## [Work order]
Each line must appear in the answer exactly as it does in the data.

★ ★ ★ ★ ★

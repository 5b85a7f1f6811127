//! Cipher key type and deterministic key derivation.
//!
//! The derived key is produced by a two-stage procedure: an accumulation
//! over a fixed pair of nested ranges, followed by a convergence loop that
//! walks the accumulated total to [`CONVERGENCE_TARGET`]. The output is
//! invariant (always 13); the stages are kept separate so the convergence
//! behaviour itself can be exercised from any starting point.

use std::fmt;
use std::str::FromStr;

use log::debug;
use serde::Serialize;

use crate::error::CipherError;

/// Number of letters in the Latin alphabet.
pub const ALPHABET_LEN: i64 = 26;

/// Value the convergence loop settles on.
pub const CONVERGENCE_TARGET: i16 = 13;

/// Counter threshold that ends the convergence loop.
const CONVERGENCE_ROUNDS: u32 = 5;

/// Step applied to the counter while the total sits on the target.
const COUNTER_STEP: u32 = 2;

/// Integer shift applied by the Caesar cipher.
///
/// Any `i64` is a valid key. Negative values shift backwards and
/// magnitudes beyond the alphabet wrap; use [`normalized`](Self::normalized)
/// to obtain the equivalent shift in `[0, 25]`.
#[derive(Debug, Clone, Copy, PartialEq, Eq, Hash, Serialize)]
#[serde(transparent)]
pub struct CipherKey(i64);

impl CipherKey {
    /// Wraps a raw shift value.
    pub const fn new(shift: i64) -> Self {
        CipherKey(shift)
    }

    /// Returns the key produced by [`derive_key`].
    pub fn derived() -> Self {
        CipherKey(derive_key())
    }

    /// Returns the raw, unnormalized shift.
    pub const fn value(self) -> i64 {
        self.0
    }

    /// Returns the equivalent forward shift in `[0, 25]`.
    ///
    /// # Examples
    ///
    /// ```
    /// use caesar_toolkit::CipherKey;
    ///
    /// assert_eq!(CipherKey::new(-1).normalized(), 25);
    /// assert_eq!(CipherKey::new(29).normalized(), 3);
    /// ```
    pub fn normalized(self) -> u8 {
        // rem_euclid keeps the result non-negative, so the cast cannot truncate
        self.0.rem_euclid(ALPHABET_LEN) as u8
    }

    /// Returns the key that undoes this one, congruent to `-self` modulo 26.
    ///
    /// Negates the normalized shift so that `i64::MIN` has an inverse.
    pub fn inverse(self) -> Self {
        CipherKey(-i64::from(self.normalized()))
    }
}

impl From<i64> for CipherKey {
    fn from(shift: i64) -> Self {
        CipherKey(shift)
    }
}

impl From<u8> for CipherKey {
    fn from(shift: u8) -> Self {
        CipherKey(i64::from(shift))
    }
}

impl fmt::Display for CipherKey {
    fn fmt(&self, f: &mut fmt::Formatter<'_>) -> fmt::Result {
        write!(f, "{}", self.0)
    }
}

impl FromStr for CipherKey {
    type Err = CipherError;

    /// Parses a base-10 integer key, surrounding whitespace allowed.
    ///
    /// # Errors
    /// Returns [`CipherError::InvalidArgument`] if the text is empty or not
    /// an integer.
    fn from_str(s: &str) -> Result<Self, Self::Err> {
        let trimmed = s.trim();
        if trimmed.is_empty() {
            return Err(CipherError::InvalidArgument(
                "key must not be empty".to_string(),
            ));
        }
        trimmed.parse::<i64>().map(CipherKey).map_err(|_| {
            CipherError::InvalidArgument(format!("key '{}' is not an integer", trimmed))
        })
    }
}

/// Stage one: accumulates a total over `i in 0..5`, `j in 0..3`.
///
/// Pairs with `i + j == 5` add their sum; every other pair subtracts
/// `i - j`.
pub fn accumulate() -> i16 {
    let mut total: i16 = 0;
    for i in 0..5i16 {
        for j in 0..3i16 {
            if i + j == 5 {
                total += i + j;
            } else {
                total -= i - j;
            }
        }
    }
    total
}

/// Stage two: walks `total` one step at a time toward
/// [`CONVERGENCE_TARGET`] and returns once the counter reaches its limit.
///
/// The counter only advances while the total equals the target, so the
/// result is the target for every starting value.
///
/// # Performance
/// Takes one step per unit of distance from the target, so the start is
/// bounded to `i16`: the worst case (`i16::MIN`) is about 32k steps.
pub fn converge(start: i16) -> i16 {
    let mut total = start;
    let mut counter: u32 = 0;
    while counter < CONVERGENCE_ROUNDS {
        if total < CONVERGENCE_TARGET {
            total += 1;
        } else if total > CONVERGENCE_TARGET {
            total -= 1;
        } else {
            counter += COUNTER_STEP;
        }
    }
    total
}

/// Derives the fixed cipher key.
///
/// Deterministic and side-effect free; always returns 13.
///
/// # Examples
///
/// ```
/// assert_eq!(caesar_toolkit::derive_key(), 13);
/// ```
pub fn derive_key() -> i64 {
    let total = accumulate();
    debug!("key derivation: accumulated total {}", total);
    let key = converge(total);
    debug!("key derivation: converged to {}", key);
    i64::from(key)
}

#[cfg(test)]
mod tests {
    use super::*;

    #[test]
    fn test_accumulate_value() {
        // Sum of (i - j) over the grid is 15; the two pairs summing to 5
        // contribute +5 each instead of -(1) and -(3).
        assert_eq!(accumulate(), -1);
    }

    #[test]
    fn test_derive_key_is_thirteen() {
        assert_eq!(derive_key(), 13);
        assert_eq!(derive_key(), derive_key());
    }

    #[test]
    fn test_converge_from_below_and_above() {
        for start in [-500, -1, 0, 12, 13, 14, 26, 1000] {
            assert_eq!(converge(start), CONVERGENCE_TARGET, "start={}", start);
        }
    }

    #[test]
    fn test_converge_at_type_extremes() {
        assert_eq!(converge(i16::MIN), CONVERGENCE_TARGET);
        assert_eq!(converge(i16::MAX), CONVERGENCE_TARGET);
    }

    #[test]
    fn test_normalized_range() {
        assert_eq!(CipherKey::new(0).normalized(), 0);
        assert_eq!(CipherKey::new(26).normalized(), 0);
        assert_eq!(CipherKey::new(-26).normalized(), 0);
        assert_eq!(CipherKey::new(-27).normalized(), 25);
        assert_eq!(CipherKey::new(52 + 5).normalized(), 5);
        assert!(CipherKey::new(i64::MIN).normalized() < 26);
        assert!(CipherKey::new(i64::MAX).normalized() < 26);
    }

    #[test]
    fn test_inverse() {
        assert_eq!(CipherKey::new(3).inverse(), CipherKey::new(-3));
        assert_eq!(CipherKey::new(0).inverse(), CipherKey::new(0));
        assert_eq!(CipherKey::new(29).inverse(), CipherKey::new(-3));
        assert_eq!(CipherKey::new(i64::MIN).inverse().normalized(), 8);
        let k = CipherKey::new(7);
        assert_eq!((k.normalized() + k.inverse().normalized()) % 26, 0);
    }

    #[test]
    fn test_from_str_valid() {
        assert_eq!("13".parse::<CipherKey>(), Ok(CipherKey::new(13)));
        assert_eq!("  -4\n".parse::<CipherKey>(), Ok(CipherKey::new(-4)));
        assert_eq!("+30".parse::<CipherKey>(), Ok(CipherKey::new(30)));
    }

    #[test]
    fn test_from_str_invalid() {
        assert!(matches!(
            "three".parse::<CipherKey>(),
            Err(CipherError::InvalidArgument(_))
        ));
        assert!(matches!(
            "2.5".parse::<CipherKey>(),
            Err(CipherError::InvalidArgument(_))
        ));
        assert_eq!(
            "   ".parse::<CipherKey>(),
            Err(CipherError::InvalidArgument("key must not be empty".to_string()))
        );
    }

    #[test]
    fn test_display() {
        assert_eq!(CipherKey::new(-7).to_string(), "-7");
        assert_eq!(CipherKey::derived().to_string(), "13");
    }
}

★ ★ ★ ★ ★

## [Answer space]
repository 5b85a7f1f6811127
//! Cipher key type and deterministic key derivation.
//!
//! The derived key is produced by a two-stage procedure: an accumulation
//! over a fixed pair of nested ranges, followed by a convergence loop that
//! walks the accumulated total to [`CONVERGENCE_TARGET`]. The output is
//! invariant (always 13); the stages are kept separate so the convergence
//! behaviour itself can be exercised from any starting point.

use std::fmt;
use std::str::FromStr;

use log::debug;
use serde::Serialize;

use crate::error::CipherError;

/// Number of letters in the Latin alphabet.
pub const ALPHABET_LEN: i64 = 26;

/// Value the convergence loop settles on.
pub const CONVERGENCE_TARGET: i16 = 13;

/// Counter threshold that ends the convergence loop.
const CONVERGENCE_ROUNDS: u32 = 5;

/// Step applied to the counter while the total sits on the target.
const COUNTER_STEP: u32 = 2;

/// Integer shift applied by the Caesar cipher.
///
/// Any `i64` is a valid key. Negative values shift backwards and
/// magnitudes beyond the alphabet wrap; use [`normalized`](Self::normalized)
/// to obtain the equivalent shift in `[0, 25]`.
#[derive(Debug, Clone, Copy, PartialEq, Eq, Hash, Serialize)]
#[serde(transparent)]
pub struct CipherKey(i64);

impl CipherKey {
    /// Wraps a raw shift value.
    pub const fn new(shift: i64) -> Self {
        CipherKey(shift)
    }

    /// Returns the key produced by [`derive_key`].
    pub fn derived() -> Self {
        CipherKey(derive_key())
    }

    /// Returns the raw, unnormalized shift.
    pub const fn value(self) -> i64 {
        self.0
    }

    /// Returns the equivalent forward shift in `[0, 25]`.
    ///
    /// # Examples
    ///
    /// ```
    /// use caesar_toolkit::CipherKey;
    ///
    /// assert_eq!(CipherKey::new(-1).normalized(), 25);
    /// assert_eq!(CipherKey::new(29).normalized(), 3);
    /// ```
    pub fn normalized(self) -> u8 {
        // rem_euclid keeps the result non-negative, so the cast cannot truncate
        self.0.rem_euclid(ALPHABET_LEN) as u8
    }

    /// Returns the key that undoes this one, congruent to `-self` modulo 26.
    ///
    /// Negates the normalized shift so that `i64::MIN` has an inverse.
    pub fn inverse(self) -> Self {
        CipherKey(-i64::from(self.normalized()))
    }
}

impl From<i64> for CipherKey {
    fn from(shift: i64) -> Self {
        CipherKey(shift)
    }
}

impl From<u8> for CipherKey {
    fn from(shift: u8) -> Self {
        CipherKey(i64::from(shift))
    }
}

impl fmt::Display for CipherKey {
    fn fmt(&self, f: &mut fmt::Formatter<'_>) -> fmt::Result {
        write!(f, "{}", self.0)
    }
}

impl FromStr for CipherKey {
    type Err = CipherError;

    /// Parses a base-10 integer key, surrounding whitespace allowed.
    ///
    /// # Errors
    /// Returns [`CipherError::InvalidArgument`] if the text is empty or not
    /// an integer.
    fn from_str(s: &str) -> Result<Self, Self::Err> {
        let trimmed = s.trim();
        if trimmed.is_empty() {
            return Err(CipherError::InvalidArgument(
                "key must not be empty".to_string(),
            ));
        }
        trimmed.parse::<i64>().map(CipherKey).map_err(|_| {
            CipherError::InvalidArgument(format!("key '{}' is not an integer", trimmed))
        })
    }
}

/// Stage one: accumulates a total over `i in 0..5`, `j in 0..3`.
///
/// Pairs with `i + j == 5` add their sum; every other pair subtracts
/// `i - j`.
pub fn accumulate() -> i16 {
    let mut total: i16 = 0;
    for i in 0..5i16 {
        for j in 0..3i16 {
            if i + j == 5 {
                total += i + j;
            } else {
                total -= i - j;
            }
        }
    }
    total
}

/// Stage two: walks `total` one step at a time toward
/// [`CONVERGENCE_TARGET`] and returns once the counter reaches its limit.
///
/// The counter only advances while the total equals the target, so the
/// result is the target for every starting value.
///
/// # Performance
/// Takes one step per unit of distance from the target, so the start is
/// bounded to `i16`: the worst case (`i16::MIN`) is about 32k steps.
pub fn converge(start: i16) -> i16 {
    let mut total = start;
    let mut counter: u32 = 0;
    while counter < CONVERGENCE_ROUNDS {
        if total < CONVERGENCE_TARGET {
            total += 1;
        } else if total > CONVERGENCE_TARGET {
            total -= 1;
        } else {
            counter += COUNTER_STEP;
        }
    }
    total
}

/// Derives the fixed cipher key.
///
/// Deterministic and side-effect free; always returns 13.
///
/// # Examples
///
/// ```
/// assert_eq!(caesar_toolkit::derive_key(), 13);
/// ```
pub fn derive_key() -> i64 {
    let total = accumulate();
    debug!("key derivation: accumulated total {}", total);
    let key = converge(total);
    debug!("key derivation: converged to {}", key);
    i64::from(key)
}

#[cfg(test)]
mod tests {
    use super::*;

    #[test]
    fn test_accumulate_value() {
        // Sum of (i - j) over the grid is 15; the two pairs summing to 5
        // contribute +5 each instead of -(1) and -(3).
        assert_eq!(accumulate(), -1);
    }

    #[test]
    fn test_derive_key_is_thirteen() {
        assert_eq!(derive_key(), 13);
        assert_eq!(derive_key(), derive_key());
    }

    #[test]
    fn test_converge_from_below_and_above() {
        for start in [-500, -1, 0, 12, 13, 14, 26, 1000] {
            assert_eq!(converge(start), CONVERGENCE_TARGET, "start={}", start);
        }
    }

    #[test]
    fn test_converge_at_type_extremes() {
        assert_eq!(converge(i16::MIN), CONVERGENCE_TARGET);
        assert_eq!(converge(i16::MAX), CONVERGENCE_TARGET);
    }

    #[test]
    fn test_normalized_range() {
        assert_eq!(CipherKey::new(0).normalized(), 0);
        assert_eq!(CipherKey::new(26).normalized(), 0);
        assert_eq!(CipherKey::new(-26).normalized(), 0);
        assert_eq!(CipherKey::new(-27).normalized(), 25);
        assert_eq!(CipherKey::new(52 + 5).normalized(), 5);
        assert!(CipherKey::new(i64::MIN).normalized() < 26);
        assert!(CipherKey::new(i64::MAX).normalized() < 26);
    }

    #[test]
    fn test_inverse() {
        assert_eq!(CipherKey::new(3).inverse(), CipherKey::new(-3));
        assert_eq!(CipherKey::new(0).inverse(), CipherKey::new(0));
        assert_eq!(CipherKey::new(29).inverse(), CipherKey::new(-3));
        assert_eq!(CipherKey::new(i64::MIN).inverse().normalized(), 8);
        let k = CipherKey::new(7);
        assert_eq!((k.normalized() + k.inverse().normalized()) % 26, 0);
    }

    #[test]
    fn test_from_str_valid() {
        assert_eq!("13".parse::<CipherKey>(), Ok(CipherKey::new(13)));
        assert_eq!("  -4\n".parse::<CipherKey>(), Ok(CipherKey::new(-4)));
        assert_eq!("+30".parse::<CipherKey>(), Ok(CipherKey::new(30)));
    }

    #[test]
    fn test_from_str_invalid() {
        assert!(matches!(
            "three".parse::<CipherKey>(),
            Err(CipherError::InvalidArgument(_))
        ));
        assert!(matches!(
            "2.5".parse::<CipherKey>(),
            Err(CipherError::InvalidArgument(_))
        ));
        assert_eq!(
            "   ".parse::<CipherKey>(),
            Err(CipherError::InvalidArgument("key must not be empty".to_string()))
        );
    }

    #[test]
    fn test_display() {
        assert_eq!(CipherKey::new(-7).to_string(), "-7");
        assert_eq!(CipherKey::derived().to_string(), "13");
    }
}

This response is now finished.